Mon seul bemol c'est qu'on ait pas 256GO de SSD de base sur le 13pouces, mais bon visiblement les prix sont en baisse pour certaines options, et c'est visiblement bien la chose qui a baissé ce nouvel "Update".


----------



## pierreko (10 Juin 2013)

Bah oui d'autant plus que les prix n'ont pas bougé et les capacités ont doublé...


----------



## radsoc (11 Juin 2013)

J'aurais dû donner mes critères de choix pour mon futur portable :
- moins de 1,1kg (désolé mais quand on a goûté au MBA 11 c'est juste impossible de prendre plus lourd : je me déplace tout le temps, à mon domicile, au bureau, en clientèle... donc exit le MBA 13)
- 8 Go de RAM (virtualisation)
- 512 Go de SSD (virtualisation et archives sur Dropbox donc pas possible sur disque externe)
- Haswell i7 (quant à faire)
- OS indifférent (Mac ou Windows quand même, parce que Linux, j'aimerais bien, mais en machine principale c'est pas possible)
Je suis allé sur le site de Sony (mis à jour ce matin) et d'Apple pour comparer.
Et je me retrouve avec deux machines quasiment au même prix (1719 pour Sony et 1749 pour Apple) : le MBA 11 et le Vaio Pro 13.
Avec pour avantages côté MBA :
- une meilleure carte graphique (perso la carte de mon vieux MBA 11 2011 m'allait déjà très bien)
- une meilleure autonomie (9 heures au lieu de 7 heures, mais je ne reste jamais éloigné plus de 3-4 heures d'une prise de courant et au pire il y a toujours sur le Vaio une batterie feuille amovible en option à 100 euros pour 18 heures d'autonomie)
- une meilleure qualité de fabrication (c'est fort probable mais les Vaio haut de gamme ont tout de même une bonne réputation)
- une meilleure gestion de la dissipation thermique et probablement plus de silence (ça c'est un point important pour moi mais impossible de vérifier en n'étant pas en conditions réelles d'utilisation)
et pour avantage côté Vaio Pro :
- un écran de 13' avec une résolution de 1920x1080 (contre 11' et 1366x768 ; ça c'est une énorme différence pour mon usage)
- un clavier plus grand (mais peut-être pas plus confortable : à confirmer)
- un lecteur de carte SD intégré
- une garantie de 4 ans (si achat avant le 17/06)
Avec un écran retina, je serais peut-être resté sur le MBA 11, mais là c'est cuit.
Et vraiment, compte tenu de l'évolution de la concurrence, je pense qu'Apple aurait pu faire l'effort de faire également évoluer sa gamme d'ultraportables : c'est le même form factor et le même écran que la première itération sortie en 2010 !
Alors évidemment, pour ceux qui sont accrocs à l'OS, la question ne se pose même pas, mais moi mon coeur balance... sérieusement !


----------



## pierreko (11 Juin 2013)

On comprend déjà un peu mieux.. Mais c'est vrai que moi je suis très attaché à l'OS donc mon choix est déjà fait...

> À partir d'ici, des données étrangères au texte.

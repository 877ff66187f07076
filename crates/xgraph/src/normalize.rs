//! Folding the two profile response layouts into [`Profile`].

use serde::de::IgnoredAny;

use crate::error::{XGraphError, XGraphResult};
use crate::profile::Profile;
use crate::raw::{ApiEnvelope, LegacyShapeData, RawLegacyUser, ResultShapeData};

/// Which layout an endpoint answers with.
#[derive(Debug, Clone, Copy, PartialEq, Eq)]
pub(crate) enum ProfileShape {
    /// `data.user.{rest_id, legacy}` (lookup by screen name).
    Legacy,
    /// `data.user.result.{rest_id, legacy}` (lookup by user id).
    Result,
}

/// A decoded profile response in one of the two known layouts.
#[derive(Debug)]
pub(crate) enum ProfileResponse {
    Legacy(ApiEnvelope<LegacyShapeData>),
    Result(ApiEnvelope<ResultShapeData>),
}

impl ProfileShape {
    /// Decode a response body in this layout.
    pub(crate) fn decode(self, body: &[u8]) -> XGraphResult<ProfileResponse> {
        let decoded = match self {
            Self::Legacy => serde_json::from_slice(body).map(ProfileResponse::Legacy),
            Self::Result => serde_json::from_slice(body).map(ProfileResponse::Result),
        };
        decoded.map_err(|err| decode_failure(body, err))
    }
}

/// An `errors` array still wins when the data part fails to decode.
pub(crate) fn decode_failure(body: &[u8], err: serde_json::Error) -> XGraphError {
    serde_json::from_slice::<ApiEnvelope<IgnoredAny>>(body)
        .ok()
        .and_then(|envelope| upstream_error(&envelope).err())
        .unwrap_or_else(|| err.into())
}

impl ProfileResponse {
    /// Validate and canonicalize. `requested` is the name or id the caller
    /// asked for and is only used in error reports.
    pub(crate) fn into_profile(self, requested: &str) -> XGraphResult<Profile> {
        let (rest_id, legacy, birthday) = match self {
            Self::Legacy(envelope) => {
                upstream_error(&envelope)?;
                let user = envelope.data.and_then(|data| data.user).unwrap_or_default();
                (user.rest_id, user.legacy, None)
            }
            Self::Result(envelope) => {
                upstream_error(&envelope)?;
                let result = envelope
                    .data
                    .and_then(|data| data.user)
                    .and_then(|user| user.result)
                    .unwrap_or_default();
                let birthday = result.birthday();
                (result.rest_id, result.legacy, birthday)
            }
        };
        identified_profile(rest_id, legacy, birthday, requested)
    }
}

/// Surface the first upstream error, if any, before looking at data.
pub(crate) fn upstream_error<T>(envelope: &ApiEnvelope<T>) -> XGraphResult<()> {
    match envelope.first_error() {
        Some(message) => Err(XGraphError::Upstream {
            message: message.to_string(),
        }),
        None => Ok(()),
    }
}

/// Shared by both layouts and by timeline user entries.
pub(crate) fn identified_profile(
    rest_id: String,
    mut legacy: RawLegacyUser,
    birthday: Option<String>,
    requested: &str,
) -> XGraphResult<Profile> {
    if rest_id.is_empty() {
        return Err(XGraphError::NotFound {
            identifier: requested.to_string(),
        });
    }
    legacy.id_str = rest_id;

    if legacy.screen_name.is_empty() {
        return Err(XGraphError::PrivateOrNonexistent {
            identifier: requested.to_string(),
        });
    }

    Ok(Profile::from_legacy(legacy, birthday))
}

/// Decode and canonicalize in one step.
pub(crate) fn normalize_profile(
    shape: ProfileShape,
    body: &[u8],
    requested: &str,
) -> XGraphResult<Profile> {
    shape.decode(body)?.into_profile(requested)
}
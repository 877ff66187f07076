//! Retry policy helpers.

use std::time::Duration;

use rand::Rng;

use crate::config::RetryConfig;
use crate::error::TransportError;

/// Retry decision result.
#[derive(Debug, Clone, Copy, PartialEq, Eq)]
pub enum RetryDecision {
    /// Retry after a delay.
    RetryAfter(Duration),
    /// Do not retry.
    DoNotRetry,
}

/// Exponential backoff policy.
#[derive(Debug, Clone, PartialEq, Eq)]
pub struct RetryPolicy {
    /// Maximum number of attempts (including the initial attempt).
    pub max_attempts: u32,
    /// Base delay for exponential backoff.
    pub base_delay: Duration,
    /// Maximum delay between retries.
    pub max_delay: Duration,
    /// Maximum jitter to add to delays.
    pub max_jitter: Duration,
}

impl Default for RetryPolicy {
    fn default() -> Self {
        Self::from(&RetryConfig::default())
    }
}

impl From<&RetryConfig> for RetryPolicy {
    fn from(config: &RetryConfig) -> Self {
        Self {
            max_attempts: config.max_attempts.max(1),
            base_delay: Duration::from_millis(config.initial_delay_ms),
            max_delay: Duration::from_millis(config.max_delay_ms),
            max_jitter: Duration::from_millis(config.jitter_ms),
        }
    }
}

impl RetryPolicy {
    /// A policy that performs exactly one attempt.
    #[must_use]
    pub const fn never() -> Self {
        Self {
            max_attempts: 1,
            base_delay: Duration::ZERO,
            max_delay: Duration::ZERO,
            max_jitter: Duration::ZERO,
        }
    }

    /// Decide whether to retry based on the error and attempt count.
    ///
    /// A server-supplied `Retry-After` replaces the computed backoff, capped
    /// at `max_delay`.
    #[must_use]
    pub fn decide(&self, error: &TransportError, attempt: u32) -> RetryDecision {
        if attempt >= self.max_attempts || !error.is_retryable() {
            return RetryDecision::DoNotRetry;
        }

        let max_ms = u64::try_from(self.max_delay.as_millis()).unwrap_or(u64::MAX);
        let delay_ms = if let Some(retry_after) = error.retry_after() {
            u64::try_from(retry_after.as_millis()).unwrap_or(u64::MAX)
        } else {
            let base_ms = u64::try_from(self.base_delay.as_millis()).unwrap_or(u64::MAX);
            base_ms.saturating_mul(2_u64.saturating_pow(attempt.saturating_sub(1)))
        }
        .min(max_ms);

        let jitter_ms = if self.max_jitter.is_zero() {
            0
        } else {
            let jitter_max = u64::try_from(self.max_jitter.as_millis()).unwrap_or(u64::MAX);
            rand::thread_rng().gen_range(0..=jitter_max)
        };
        RetryDecision::RetryAfter(Duration::from_millis(delay_ms.saturating_add(jitter_ms)))
    }
}
//! Username to user-id memoization.

use std::future::Future;

use dashmap::DashMap;
use tracing::debug;

use crate::error::XGraphResult;

/// Memo of username → user id, owned by whoever constructs the client.
///
/// Entries are created on the first successful lookup and never evicted.
/// Keys are used exactly as given; `Jack` and `jack` are separate entries.
/// Share between clients with an `Arc`.
#[derive(Debug, Default)]
pub struct IdentityCache {
    ids: DashMap<String, String>,
}

impl IdentityCache {
    /// Create an empty cache.
    #[must_use]
    pub fn new() -> Self {
        Self::default()
    }

    /// Cached id for `username`, if any.
    #[must_use]
    pub fn get(&self, username: &str) -> Option<String> {
        self.ids.get(username).map(|entry| entry.value().clone())
    }

    /// Record an id. Overwrites with the same value are harmless.
    pub fn insert(&self, username: impl Into<String>, user_id: impl Into<String>) {
        self.ids.insert(username.into(), user_id.into());
    }

    #[must_use]
    pub fn len(&self) -> usize {
        self.ids.len()
    }

    #[must_use]
    pub fn is_empty(&self) -> bool {
        self.ids.is_empty()
    }

    /// Return the cached id or run `lookup` and remember its answer.
    ///
    /// Failed lookups leave the cache untouched. Two concurrent misses for
    /// the same username may both run `lookup`; both then store the same id.
    pub async fn resolve<F, Fut>(&self, username: &str, lookup: F) -> XGraphResult<String>
    where
        F: FnOnce(String) -> Fut,
        Fut: Future<Output = XGraphResult<String>>,
    {
        // The map guard must be released before awaiting.
        if let Some(user_id) = self.get(username) {
            debug!(%username, %user_id, "identity cache hit");
            return Ok(user_id);
        }

        debug!(%username, "identity cache miss");
        let user_id = lookup(username.to_string()).await?;
        self.insert(username, user_id.clone());
        Ok(user_id)
    }
}

#[cfg(test)]
mod tests {
    use std::sync::Arc;
    use std::sync::atomic::{AtomicUsize, Ordering};

    use super::*;
    use crate::error::XGraphError;

    #[tokio::test]
    async fn second_resolve_is_a_hit() {
        let cache = IdentityCache::new();
        let calls = AtomicUsize::new(0);
        let lookup = |name: String| {
            calls.fetch_add(1, Ordering::SeqCst);
            async move { Ok::<_, XGraphError>(format!("id-{name}")) }
        };

        assert_eq!(cache.resolve("jack", lookup).await.unwrap(), "id-jack");
        assert_eq!(cache.resolve("jack", lookup).await.unwrap(), "id-jack");
        assert_eq!(calls.load(Ordering::SeqCst), 1);
        assert_eq!(cache.get("jack").as_deref(), Some("id-jack"));
    }

    #[tokio::test]
    async fn failures_are_not_cached() {
        let cache = IdentityCache::new();
        let err = cache
            .resolve("ghost", |name| async move {
                Err(XGraphError::NotFound { identifier: name })
            })
            .await
            .unwrap_err();
        assert!(matches!(err, XGraphError::NotFound { .. }));
        assert!(cache.is_empty());

        let id = cache
            .resolve("ghost", |_| async { Ok::<_, XGraphError>("7".to_string()) })
            .await
            .unwrap();
        assert_eq!(id, "7");
        assert_eq!(cache.len(), 1);
    }

    #[test]
    fn keys_are_case_sensitive() {
        let cache = IdentityCache::new();
        cache.insert("Jack", "12");
        assert_eq!(cache.get("Jack").as_deref(), Some("12"));
        assert_eq!(cache.get("jack"), None);
    }

    #[tokio::test(flavor = "multi_thread", worker_threads = 4)]
    async fn concurrent_resolves_agree() {
        let cache = Arc::new(IdentityCache::new());
        let mut handles = Vec::new();
        for i in 0..16 {
            let cache = Arc::clone(&cache);
            handles.push(tokio::spawn(async move {
                let name = format!("user{}", i % 4);
                cache
                    .resolve(&name, |name| async move { Ok::<_, XGraphError>(format!("id-{name}")) })
                    .await
            }));
        }
        for handle in handles {
            let id = handle.await.unwrap().unwrap();
            assert!(id.starts_with("id-user"));
        }
        assert_eq!(cache.len(), 4);
        assert_eq!(cache.get("user3").as_deref(), Some("id-user3"));
    }
}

Pour le poids c'est pas si important, je ballade tout le temps mon MBP 13" et à force on s'y fait


----------



## Maxoubx (11 Juin 2013)

perso ça fait deux ans que je passe de Windows a Mac, la je tourne sur un portable avec W8 pour le boulot et les cours...
mon macbook me manque ! 

A voir si justement le nouveau vaio pro va attirer les gens pour y mettre un hackintosh


----------



## florian1003 (13 Juin 2013)

Tu vas vite être déçu, mais vas-y. on attend ton retour ! Et puis avec tous les avantages que tu cites pour le MBA, je ne comprends pas ton choix !


----------



## pierreko (13 Juin 2013)

maxbordeaux a dit:


> perso ça fait deux ans que je passe de Windows a Mac, la je tourne sur un portable avec W8 pour le boulot et les cours...
> mon macbook me manque !
> 
> A voir si justement le nouveau vaio pro va attirer les gens pour y mettre un hackintosh



Je ne pourrais plus jamais confier mes cours à un PC, j'ai plus confiance, j'ai eu trop de bugs. Maintenant c'est Mac ou rien ^^


----------



## Maxoubx (14 Juin 2013)

le truc c'est quand tu bosses sur Deux Windows Server ! en machines virtuels, ce n'est pas vraiment optimisé sur un Mac.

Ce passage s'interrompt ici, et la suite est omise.